(Saved data entries)
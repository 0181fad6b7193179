//! Automation backend: renders pictures through a running spreadsheet
//! application.
//!
//! Shapes are copied as bitmaps and exported through a temporary chart by the
//! host. Each render is checked by [`run_capture`]; blank results are retried
//! with the other appearance and removed when every attempt fails.

use std::collections::BTreeSet;
use std::path::{Path, PathBuf};

use excel_com_protocol::{PictureAppearance, ShapeInfo};
use rowpix_core::{
    column_letters, locate, run_capture, unique_path, Anchor, Appearance, CaptureOutcome,
    CapturePolicy,
};
use rowpix_excel_com::{BridgeError, ExcelBridgeConfig, ExcelSession};

use crate::backend::{ExportReport, ExtractionBackend, RowNamer};
use crate::error::{ExportError, Result};
use crate::options::{ExportJob, FallbackNaming};

/// One workbook open in the automation host, positioned on one sheet.
pub trait AutomationSession {
    /// Last used row, scanning `fallback_column` upwards as the final strategy
    fn last_row(&mut self, fallback_column: u32) -> Result<u32>;

    /// Every shape on the sheet with its top-left cell
    fn shapes(&mut self) -> Result<Vec<ShapeInfo>>;

    /// Text of a cell, reading the top-left cell of a merge region
    fn cell_text(&mut self, row: u32, column: u32) -> Result<Option<String>>;

    /// Render `shape` to a PNG at `path`
    fn export_shape(&mut self, shape: &ShapeInfo, appearance: Appearance, path: &Path)
        -> Result<()>;

    /// Render the cell at `row`/`column` to a PNG at `path`
    fn export_cell(&mut self, row: u32, column: u32, appearance: Appearance, path: &Path)
        -> Result<()>;

    /// Close the workbook without saving and release the host
    fn close(self: Box<Self>) -> Result<()>;
}

/// Opens [`AutomationSession`]s.
pub trait AutomationConnector {
    fn connect(&mut self, workbook: &Path, sheet: &str) -> Result<Box<dyn AutomationSession>>;
}

/// Connects through the Excel COM bridge.
#[derive(Debug, Clone, Default)]
pub struct ExcelComConnector {
    pub config: ExcelBridgeConfig,
}

impl ExcelComConnector {
    pub fn new(config: ExcelBridgeConfig) -> Self {
        Self { config }
    }
}

impl AutomationConnector for ExcelComConnector {
    fn connect(&mut self, workbook: &Path, sheet: &str) -> Result<Box<dyn AutomationSession>> {
        match ExcelSession::open(self.config.clone(), workbook, sheet) {
            Ok(session) => Ok(Box::new(session)),
            Err(
                e @ (BridgeError::WineNotFound
                | BridgeError::BridgeExeNotFound(_)
                | BridgeError::SpawnFailed(_)),
            ) => Err(ExportError::BackendUnavailable(e.to_string())),
            Err(e) => Err(e.into()),
        }
    }
}

fn picture_appearance(appearance: Appearance) -> PictureAppearance {
    match appearance {
        Appearance::Screen => PictureAppearance::Screen,
        Appearance::Printer => PictureAppearance::Printer,
    }
}

impl AutomationSession for ExcelSession {
    fn last_row(&mut self, fallback_column: u32) -> Result<u32> {
        Ok(ExcelSession::last_row(self, fallback_column)?)
    }

    fn shapes(&mut self) -> Result<Vec<ShapeInfo>> {
        Ok(ExcelSession::shapes(self)?)
    }

    fn cell_text(&mut self, row: u32, column: u32) -> Result<Option<String>> {
        Ok(self.cell_value(row, column, true)?.as_text())
    }

    fn export_shape(
        &mut self,
        shape: &ShapeInfo,
        appearance: Appearance,
        path: &Path,
    ) -> Result<()> {
        Ok(ExcelSession::export_shape(
            self,
            shape.index,
            picture_appearance(appearance),
            path,
        )?)
    }

    fn export_cell(
        &mut self,
        row: u32,
        column: u32,
        appearance: Appearance,
        path: &Path,
    ) -> Result<()> {
        Ok(self.export_range(row, column, picture_appearance(appearance), path)?)
    }

    fn close(self: Box<Self>) -> Result<()> {
        Ok(ExcelSession::close(*self)?)
    }
}

/// Exports through an [`AutomationConnector`].
pub struct AutomationBackend<C> {
    connector: C,
}

impl<C: AutomationConnector> AutomationBackend<C> {
    pub fn new(connector: C) -> Self {
        Self { connector }
    }
}

impl<C: AutomationConnector> ExtractionBackend for AutomationBackend<C> {
    fn name(&self) -> &'static str {
        "com"
    }

    fn export(&mut self, job: &ExportJob, skip_rows: &BTreeSet<u32>) -> Result<ExportReport> {
        let mut session = self.connector.connect(&job.input, &job.sheet)?;
        let result = export_rows(session.as_mut(), job, skip_rows);

        if let Err(e) = session.close() {
            log::warn!("automation session did not close cleanly: {e}");
        }

        let report = result?;
        log::info!(
            "automation backend: {} file(s) from {} row(s)",
            report.exported,
            report.rows.len()
        );
        Ok(report)
    }
}

fn export_rows(
    session: &mut dyn AutomationSession,
    job: &ExportJob,
    skip_rows: &BTreeSet<u32>,
) -> Result<ExportReport> {
    let shapes = session.shapes()?;
    log::debug!("{} shape(s) on sheet '{}'", shapes.len(), job.sheet);

    let pictures = shapes.iter().filter(|s| s.is_picture()).inspect(|s| {
        log::debug!(
            "shape #{} '{}' row={} col={} w={:.0} h={:.0}",
            s.index,
            s.name,
            s.row,
            s.column,
            s.width,
            s.height
        )
    });
    let buckets = locate(
        pictures.map(|s| (Some(Anchor::new(s.row, s.column)), s)),
        job.locate_params(),
    );

    let last_row = session.last_row(job.name_col)?;
    log::debug!("last row {last_row}, lowest picture row {}", buckets.max_anchor_row());

    let mut report = ExportReport::default();
    let mut namer = RowNamer::new(job.carry_names);
    let fallback_col = job.image_col.unwrap_or(1);

    for row in buckets.scan_range(last_row) {
        let raw = match session.cell_text(row, job.name_col) {
            Ok(raw) => raw,
            Err(e) => {
                log::debug!("row {row}: name cell unreadable: {e}");
                None
            }
        };
        // Named even when skipped so carried names survive rows exported elsewhere
        let base = namer.name(row, raw.as_deref());

        if skip_rows.contains(&row) {
            continue;
        }

        let shapes = buckets.get(row);
        if !shapes.is_empty() {
            for (k, shape) in shapes.iter().enumerate() {
                let filename = format!("{base}_{}.png", k + 1);
                let captured =
                    capture(&job.output_dir, &filename, &job.capture, |appearance, path| {
                        session.export_shape(shape, appearance, path)
                    });
                match captured {
                    Ok(Some(path)) => report.record(row, path),
                    Ok(None) => log::warn!("row {row}: shape '{}' produced no picture", shape.name),
                    Err(e) => log::warn!("row {row}: shape '{}' skipped: {e}", shape.name),
                }
            }
            continue;
        }

        if !job.cell_fallback {
            continue;
        }

        let filename = match job.fallback_naming {
            FallbackNaming::Index => format!("{base}_1.png"),
            FallbackNaming::Coordinate => {
                format!("{base}_{}{row}.png", column_letters(fallback_col))
            }
        };
        let captured = capture(&job.output_dir, &filename, &job.capture, |appearance, path| {
            session.export_cell(row, fallback_col, appearance, path)
        });
        match captured {
            Ok(Some(path)) => report.record(row, path),
            Ok(None) => log::debug!(
                "row {row}: no picture in {}{row}",
                column_letters(fallback_col)
            ),
            Err(e) => log::warn!("row {row}: cell capture skipped: {e}"),
        }
    }

    Ok(report)
}

/// Pick a free path for `filename` and render into it until the capture is
/// usable. `Ok(None)` when every attempt came out blank or failed.
fn capture<F>(
    dir: &Path,
    filename: &str,
    policy: &CapturePolicy,
    mut render: F,
) -> Result<Option<PathBuf>>
where
    F: FnMut(Appearance, &Path) -> Result<()>,
{
    let path = unique_path(dir, filename)?;
    match run_capture(policy, &path, |appearance| render(appearance, &path)) {
        CaptureOutcome::Success { renders, bytes } => {
            log::debug!("{}: {bytes} bytes after {renders} render(s)", path.display());
            Ok(Some(path))
        }
        CaptureOutcome::Exhausted { renders, last } => {
            log::debug!(
                "{}: gave up after {renders} render(s), last state {last:?}",
                path.display()
            );
            Ok(None)
        }
    }
}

● **ACTIVITY**:
Could you state the number of lines above in which the word "exported" appears? Give that number by itself.

● **WRITTEN RESPONSE**:
3